BRIEF ▸ For every line in the records that has the word "grants", make a copy.

──────── INFORMATION GIVEN

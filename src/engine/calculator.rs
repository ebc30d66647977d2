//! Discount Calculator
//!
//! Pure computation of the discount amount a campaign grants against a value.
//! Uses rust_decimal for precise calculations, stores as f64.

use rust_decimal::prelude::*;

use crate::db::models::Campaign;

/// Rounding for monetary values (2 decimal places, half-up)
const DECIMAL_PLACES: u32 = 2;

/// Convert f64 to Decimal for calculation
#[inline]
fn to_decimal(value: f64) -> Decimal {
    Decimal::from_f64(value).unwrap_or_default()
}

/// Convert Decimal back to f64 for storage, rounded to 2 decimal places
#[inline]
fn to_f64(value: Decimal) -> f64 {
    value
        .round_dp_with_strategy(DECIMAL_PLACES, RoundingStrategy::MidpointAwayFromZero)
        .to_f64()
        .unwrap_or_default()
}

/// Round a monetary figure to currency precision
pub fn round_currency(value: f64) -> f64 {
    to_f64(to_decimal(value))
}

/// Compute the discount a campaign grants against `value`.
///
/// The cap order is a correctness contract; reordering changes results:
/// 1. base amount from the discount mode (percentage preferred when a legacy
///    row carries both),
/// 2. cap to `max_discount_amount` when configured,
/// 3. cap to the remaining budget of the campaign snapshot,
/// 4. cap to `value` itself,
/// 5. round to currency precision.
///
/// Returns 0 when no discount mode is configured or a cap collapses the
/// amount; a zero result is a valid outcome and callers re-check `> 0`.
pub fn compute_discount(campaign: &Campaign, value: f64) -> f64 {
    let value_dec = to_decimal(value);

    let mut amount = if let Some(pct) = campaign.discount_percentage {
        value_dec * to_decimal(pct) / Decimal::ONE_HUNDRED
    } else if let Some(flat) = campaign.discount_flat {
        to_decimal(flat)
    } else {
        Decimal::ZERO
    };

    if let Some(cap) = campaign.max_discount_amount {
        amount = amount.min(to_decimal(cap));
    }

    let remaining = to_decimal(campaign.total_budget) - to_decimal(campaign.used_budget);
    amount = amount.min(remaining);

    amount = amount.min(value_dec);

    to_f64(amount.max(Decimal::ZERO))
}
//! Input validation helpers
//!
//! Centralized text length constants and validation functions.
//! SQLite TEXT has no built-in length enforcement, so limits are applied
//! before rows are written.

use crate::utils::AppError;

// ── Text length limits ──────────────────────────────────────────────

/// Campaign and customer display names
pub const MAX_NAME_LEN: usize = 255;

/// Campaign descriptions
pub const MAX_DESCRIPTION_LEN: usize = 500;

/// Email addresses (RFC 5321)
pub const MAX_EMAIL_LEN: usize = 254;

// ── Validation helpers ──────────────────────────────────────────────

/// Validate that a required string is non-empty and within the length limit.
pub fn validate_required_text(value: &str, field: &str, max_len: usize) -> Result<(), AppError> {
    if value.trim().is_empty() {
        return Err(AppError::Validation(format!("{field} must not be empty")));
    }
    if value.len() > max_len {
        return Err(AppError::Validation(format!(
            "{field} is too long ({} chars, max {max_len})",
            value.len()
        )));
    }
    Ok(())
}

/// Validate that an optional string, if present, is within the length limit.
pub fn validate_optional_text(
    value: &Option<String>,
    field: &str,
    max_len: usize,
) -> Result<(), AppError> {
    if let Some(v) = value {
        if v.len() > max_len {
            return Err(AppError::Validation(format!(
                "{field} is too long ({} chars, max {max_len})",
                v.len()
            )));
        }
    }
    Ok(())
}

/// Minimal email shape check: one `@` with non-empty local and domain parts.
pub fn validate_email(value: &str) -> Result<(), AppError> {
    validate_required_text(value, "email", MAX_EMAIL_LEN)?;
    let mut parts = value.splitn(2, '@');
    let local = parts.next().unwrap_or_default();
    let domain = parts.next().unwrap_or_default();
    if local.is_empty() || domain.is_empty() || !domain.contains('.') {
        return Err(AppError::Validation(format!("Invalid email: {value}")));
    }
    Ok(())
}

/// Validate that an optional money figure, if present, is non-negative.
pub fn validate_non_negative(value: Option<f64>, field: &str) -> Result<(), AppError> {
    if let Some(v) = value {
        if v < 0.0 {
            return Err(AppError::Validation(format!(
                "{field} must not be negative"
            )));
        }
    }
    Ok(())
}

────────────────
──────── INFORMATION GIVEN

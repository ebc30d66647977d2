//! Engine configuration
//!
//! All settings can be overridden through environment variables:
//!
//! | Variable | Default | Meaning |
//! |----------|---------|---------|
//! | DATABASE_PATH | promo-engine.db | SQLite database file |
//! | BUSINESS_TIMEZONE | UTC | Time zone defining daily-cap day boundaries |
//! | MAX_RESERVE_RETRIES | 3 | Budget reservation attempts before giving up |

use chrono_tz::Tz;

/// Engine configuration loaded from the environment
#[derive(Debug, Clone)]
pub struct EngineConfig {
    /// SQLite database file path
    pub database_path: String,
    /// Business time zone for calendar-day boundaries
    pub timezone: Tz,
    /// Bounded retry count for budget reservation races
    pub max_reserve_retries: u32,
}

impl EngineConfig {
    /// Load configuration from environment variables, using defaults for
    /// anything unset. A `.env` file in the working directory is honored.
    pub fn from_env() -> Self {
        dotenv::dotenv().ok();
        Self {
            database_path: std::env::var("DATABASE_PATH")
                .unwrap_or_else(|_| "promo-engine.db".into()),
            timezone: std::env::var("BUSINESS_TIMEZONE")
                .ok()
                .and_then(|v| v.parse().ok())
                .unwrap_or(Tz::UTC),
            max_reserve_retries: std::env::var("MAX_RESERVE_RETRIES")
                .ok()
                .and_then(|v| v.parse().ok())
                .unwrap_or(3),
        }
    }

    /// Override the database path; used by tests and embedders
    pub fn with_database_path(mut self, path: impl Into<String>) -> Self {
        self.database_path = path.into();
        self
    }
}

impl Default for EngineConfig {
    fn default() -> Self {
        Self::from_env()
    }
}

────────────────
──────── INFORMATION GIVEN

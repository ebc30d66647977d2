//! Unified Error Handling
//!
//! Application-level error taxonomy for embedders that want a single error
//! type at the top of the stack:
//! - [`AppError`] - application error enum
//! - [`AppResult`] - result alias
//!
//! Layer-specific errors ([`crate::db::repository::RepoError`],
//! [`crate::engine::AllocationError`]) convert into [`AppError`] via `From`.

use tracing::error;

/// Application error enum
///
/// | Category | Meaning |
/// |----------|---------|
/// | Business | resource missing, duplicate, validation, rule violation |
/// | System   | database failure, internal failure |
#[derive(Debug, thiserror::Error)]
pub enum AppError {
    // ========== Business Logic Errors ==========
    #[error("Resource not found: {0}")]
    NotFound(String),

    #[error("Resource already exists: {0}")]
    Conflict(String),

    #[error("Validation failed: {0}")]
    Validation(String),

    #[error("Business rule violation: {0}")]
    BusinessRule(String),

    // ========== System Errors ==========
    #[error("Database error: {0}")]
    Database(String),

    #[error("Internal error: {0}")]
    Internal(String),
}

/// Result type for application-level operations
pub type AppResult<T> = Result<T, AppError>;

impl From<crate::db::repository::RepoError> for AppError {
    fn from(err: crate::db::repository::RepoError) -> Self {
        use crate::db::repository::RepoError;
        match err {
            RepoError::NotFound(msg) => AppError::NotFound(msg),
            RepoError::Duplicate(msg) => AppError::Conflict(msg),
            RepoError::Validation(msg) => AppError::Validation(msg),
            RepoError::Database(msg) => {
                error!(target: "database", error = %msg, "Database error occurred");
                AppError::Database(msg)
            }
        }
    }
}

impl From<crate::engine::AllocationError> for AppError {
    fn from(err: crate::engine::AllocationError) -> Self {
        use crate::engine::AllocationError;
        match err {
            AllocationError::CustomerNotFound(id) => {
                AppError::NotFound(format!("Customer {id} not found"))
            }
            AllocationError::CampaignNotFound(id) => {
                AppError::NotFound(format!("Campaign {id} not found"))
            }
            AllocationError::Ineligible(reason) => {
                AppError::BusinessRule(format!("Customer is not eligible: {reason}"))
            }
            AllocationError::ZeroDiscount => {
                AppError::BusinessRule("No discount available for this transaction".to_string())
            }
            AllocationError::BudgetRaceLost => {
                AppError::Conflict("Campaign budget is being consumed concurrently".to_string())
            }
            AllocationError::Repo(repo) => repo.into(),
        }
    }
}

────────────────

TASK RESULT ▸
//! Pure computation of the discount amount a campaign grants against a value.
/// Compute the discount a campaign grants against `value`.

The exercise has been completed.